**ACTIVITY:**
Please repeat the records below exactly, but only from the line that contains "let mut call" onward, ending with the last line.
::: DATA SECTION
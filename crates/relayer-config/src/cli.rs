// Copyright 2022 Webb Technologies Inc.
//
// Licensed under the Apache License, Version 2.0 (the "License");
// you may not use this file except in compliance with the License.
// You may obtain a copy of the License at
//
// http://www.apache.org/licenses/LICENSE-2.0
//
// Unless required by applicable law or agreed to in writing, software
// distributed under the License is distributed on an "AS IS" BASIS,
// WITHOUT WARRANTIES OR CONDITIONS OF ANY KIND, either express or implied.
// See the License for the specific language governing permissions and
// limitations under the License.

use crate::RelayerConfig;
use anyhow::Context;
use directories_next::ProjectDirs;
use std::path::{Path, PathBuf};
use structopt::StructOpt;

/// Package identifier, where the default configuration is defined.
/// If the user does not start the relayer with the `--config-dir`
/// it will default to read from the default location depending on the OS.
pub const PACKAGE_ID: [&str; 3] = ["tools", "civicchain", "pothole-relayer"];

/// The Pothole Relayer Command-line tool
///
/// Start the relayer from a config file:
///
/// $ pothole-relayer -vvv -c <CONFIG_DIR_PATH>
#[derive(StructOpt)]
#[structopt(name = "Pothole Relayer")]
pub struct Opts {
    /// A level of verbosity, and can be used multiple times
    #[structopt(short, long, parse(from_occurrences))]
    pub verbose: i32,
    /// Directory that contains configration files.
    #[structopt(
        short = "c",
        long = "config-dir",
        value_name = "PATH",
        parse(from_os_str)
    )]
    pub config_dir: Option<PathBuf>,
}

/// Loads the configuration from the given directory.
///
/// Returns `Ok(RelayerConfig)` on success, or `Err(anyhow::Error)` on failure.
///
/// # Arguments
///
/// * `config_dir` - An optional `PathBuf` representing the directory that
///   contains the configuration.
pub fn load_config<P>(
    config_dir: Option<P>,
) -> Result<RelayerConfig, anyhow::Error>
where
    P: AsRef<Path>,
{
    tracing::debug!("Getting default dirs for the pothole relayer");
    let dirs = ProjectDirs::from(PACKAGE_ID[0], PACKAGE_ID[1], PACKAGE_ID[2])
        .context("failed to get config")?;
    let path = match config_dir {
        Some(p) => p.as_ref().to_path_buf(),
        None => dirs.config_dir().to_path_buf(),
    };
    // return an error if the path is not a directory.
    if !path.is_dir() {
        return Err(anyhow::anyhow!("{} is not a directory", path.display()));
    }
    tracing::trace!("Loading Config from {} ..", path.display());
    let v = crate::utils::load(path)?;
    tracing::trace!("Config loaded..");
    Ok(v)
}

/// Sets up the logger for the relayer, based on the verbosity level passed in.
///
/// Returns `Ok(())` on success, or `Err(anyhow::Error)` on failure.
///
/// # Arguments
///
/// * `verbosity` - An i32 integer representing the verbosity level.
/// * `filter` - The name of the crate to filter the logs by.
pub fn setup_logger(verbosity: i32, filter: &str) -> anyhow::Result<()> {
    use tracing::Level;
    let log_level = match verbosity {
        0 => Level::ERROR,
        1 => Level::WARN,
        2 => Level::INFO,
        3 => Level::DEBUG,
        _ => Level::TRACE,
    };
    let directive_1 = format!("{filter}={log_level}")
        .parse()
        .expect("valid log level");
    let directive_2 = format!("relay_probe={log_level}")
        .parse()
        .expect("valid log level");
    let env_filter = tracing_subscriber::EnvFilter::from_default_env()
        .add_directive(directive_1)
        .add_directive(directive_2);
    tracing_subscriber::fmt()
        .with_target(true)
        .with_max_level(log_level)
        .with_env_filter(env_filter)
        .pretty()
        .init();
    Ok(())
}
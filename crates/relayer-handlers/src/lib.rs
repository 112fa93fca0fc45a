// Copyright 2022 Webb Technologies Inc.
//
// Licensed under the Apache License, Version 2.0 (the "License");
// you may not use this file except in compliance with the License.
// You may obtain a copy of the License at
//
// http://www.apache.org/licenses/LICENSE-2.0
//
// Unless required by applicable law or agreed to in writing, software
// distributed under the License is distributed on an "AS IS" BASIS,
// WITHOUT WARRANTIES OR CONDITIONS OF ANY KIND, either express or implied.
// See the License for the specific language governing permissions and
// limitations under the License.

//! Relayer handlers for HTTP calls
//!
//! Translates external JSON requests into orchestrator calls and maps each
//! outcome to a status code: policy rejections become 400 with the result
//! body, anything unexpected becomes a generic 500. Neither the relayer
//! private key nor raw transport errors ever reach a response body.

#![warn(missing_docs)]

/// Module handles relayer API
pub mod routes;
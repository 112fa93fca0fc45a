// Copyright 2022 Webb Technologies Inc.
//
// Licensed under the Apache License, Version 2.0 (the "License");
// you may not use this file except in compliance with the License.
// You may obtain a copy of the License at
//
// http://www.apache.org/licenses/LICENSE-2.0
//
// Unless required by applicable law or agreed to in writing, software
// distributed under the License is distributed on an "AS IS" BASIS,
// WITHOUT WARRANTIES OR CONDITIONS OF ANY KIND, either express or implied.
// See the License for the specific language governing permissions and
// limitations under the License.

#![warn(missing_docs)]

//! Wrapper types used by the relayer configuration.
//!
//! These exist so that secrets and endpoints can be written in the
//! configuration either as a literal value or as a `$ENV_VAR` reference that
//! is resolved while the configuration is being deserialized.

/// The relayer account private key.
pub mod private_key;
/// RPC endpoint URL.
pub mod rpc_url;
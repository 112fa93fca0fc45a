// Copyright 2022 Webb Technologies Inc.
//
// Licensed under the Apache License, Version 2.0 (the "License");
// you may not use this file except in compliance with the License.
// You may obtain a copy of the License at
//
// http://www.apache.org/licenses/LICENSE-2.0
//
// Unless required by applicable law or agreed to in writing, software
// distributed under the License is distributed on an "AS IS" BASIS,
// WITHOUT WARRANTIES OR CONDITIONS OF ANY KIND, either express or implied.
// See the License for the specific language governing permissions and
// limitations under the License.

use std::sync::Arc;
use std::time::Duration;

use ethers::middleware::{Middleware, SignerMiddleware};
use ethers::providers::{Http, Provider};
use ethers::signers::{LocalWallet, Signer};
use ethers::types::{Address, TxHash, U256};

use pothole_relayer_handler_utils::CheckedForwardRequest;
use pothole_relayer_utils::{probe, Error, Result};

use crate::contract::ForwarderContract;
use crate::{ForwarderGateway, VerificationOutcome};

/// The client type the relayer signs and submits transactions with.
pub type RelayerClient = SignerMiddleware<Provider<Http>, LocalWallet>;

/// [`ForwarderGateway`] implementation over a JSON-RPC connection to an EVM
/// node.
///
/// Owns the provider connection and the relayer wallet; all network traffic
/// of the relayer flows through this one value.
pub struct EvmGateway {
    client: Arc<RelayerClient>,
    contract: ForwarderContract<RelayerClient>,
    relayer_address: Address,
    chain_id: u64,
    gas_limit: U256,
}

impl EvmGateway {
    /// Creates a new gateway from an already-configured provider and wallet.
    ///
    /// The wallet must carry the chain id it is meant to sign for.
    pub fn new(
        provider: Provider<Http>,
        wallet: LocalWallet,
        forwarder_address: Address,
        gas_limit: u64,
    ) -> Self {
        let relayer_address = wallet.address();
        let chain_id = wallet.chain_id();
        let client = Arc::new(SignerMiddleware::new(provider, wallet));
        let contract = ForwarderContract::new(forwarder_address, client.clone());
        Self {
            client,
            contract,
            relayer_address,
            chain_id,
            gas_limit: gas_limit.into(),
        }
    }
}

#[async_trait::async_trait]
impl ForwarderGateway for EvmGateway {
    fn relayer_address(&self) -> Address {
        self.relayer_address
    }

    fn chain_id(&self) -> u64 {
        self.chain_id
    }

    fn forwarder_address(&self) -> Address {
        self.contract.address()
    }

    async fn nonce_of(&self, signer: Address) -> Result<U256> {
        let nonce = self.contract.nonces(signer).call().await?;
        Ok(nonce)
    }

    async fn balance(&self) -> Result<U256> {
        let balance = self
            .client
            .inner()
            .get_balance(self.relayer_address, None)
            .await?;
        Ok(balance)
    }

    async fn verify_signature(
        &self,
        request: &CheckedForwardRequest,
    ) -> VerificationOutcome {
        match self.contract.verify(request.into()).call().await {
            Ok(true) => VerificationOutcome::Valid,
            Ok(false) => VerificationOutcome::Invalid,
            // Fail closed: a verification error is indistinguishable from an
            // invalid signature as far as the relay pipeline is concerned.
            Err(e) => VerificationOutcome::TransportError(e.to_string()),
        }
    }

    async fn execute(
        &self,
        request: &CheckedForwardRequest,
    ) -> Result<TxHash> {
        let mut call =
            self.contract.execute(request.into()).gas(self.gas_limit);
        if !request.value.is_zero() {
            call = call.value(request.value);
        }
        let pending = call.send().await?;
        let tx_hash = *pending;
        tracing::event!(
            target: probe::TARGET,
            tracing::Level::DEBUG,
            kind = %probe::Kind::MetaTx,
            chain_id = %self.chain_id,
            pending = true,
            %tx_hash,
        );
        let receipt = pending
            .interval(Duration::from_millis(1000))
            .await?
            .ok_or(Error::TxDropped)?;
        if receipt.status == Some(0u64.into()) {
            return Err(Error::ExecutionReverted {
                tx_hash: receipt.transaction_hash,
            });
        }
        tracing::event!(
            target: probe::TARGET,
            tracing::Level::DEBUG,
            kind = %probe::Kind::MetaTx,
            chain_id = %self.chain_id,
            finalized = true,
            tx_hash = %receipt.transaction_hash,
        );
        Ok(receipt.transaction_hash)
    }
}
::::::
**EXERCISE RESPONSE:**
        let mut call =
            self.contract.execute(request.into()).gas(self.gas_limit);
        if !request.value.is_zero() {
            call = call.value(request.value);
        }
        let pending = call.send().await?;
        let tx_hash = *pending;
        tracing::event!(
            target: probe::TARGET,
            tracing::Level::DEBUG,
            kind = %probe::Kind::MetaTx,
            chain_id = %self.chain_id,
            pending = true,
            %tx_hash,
        );
        let receipt = pending
            .interval(Duration::from_millis(1000))
            .await?
            .ok_or(Error::TxDropped)?;
        if receipt.status == Some(0u64.into()) {
            return Err(Error::ExecutionReverted {
                tx_hash: receipt.transaction_hash,
            });
        }
        tracing::event!(
            target: probe::TARGET,
            tracing::Level::DEBUG,
            kind = %probe::Kind::MetaTx,
            chain_id = %self.chain_id,
            finalized = true,
            tx_hash = %receipt.transaction_hash,
        );
        Ok(receipt.transaction_hash)
    }
}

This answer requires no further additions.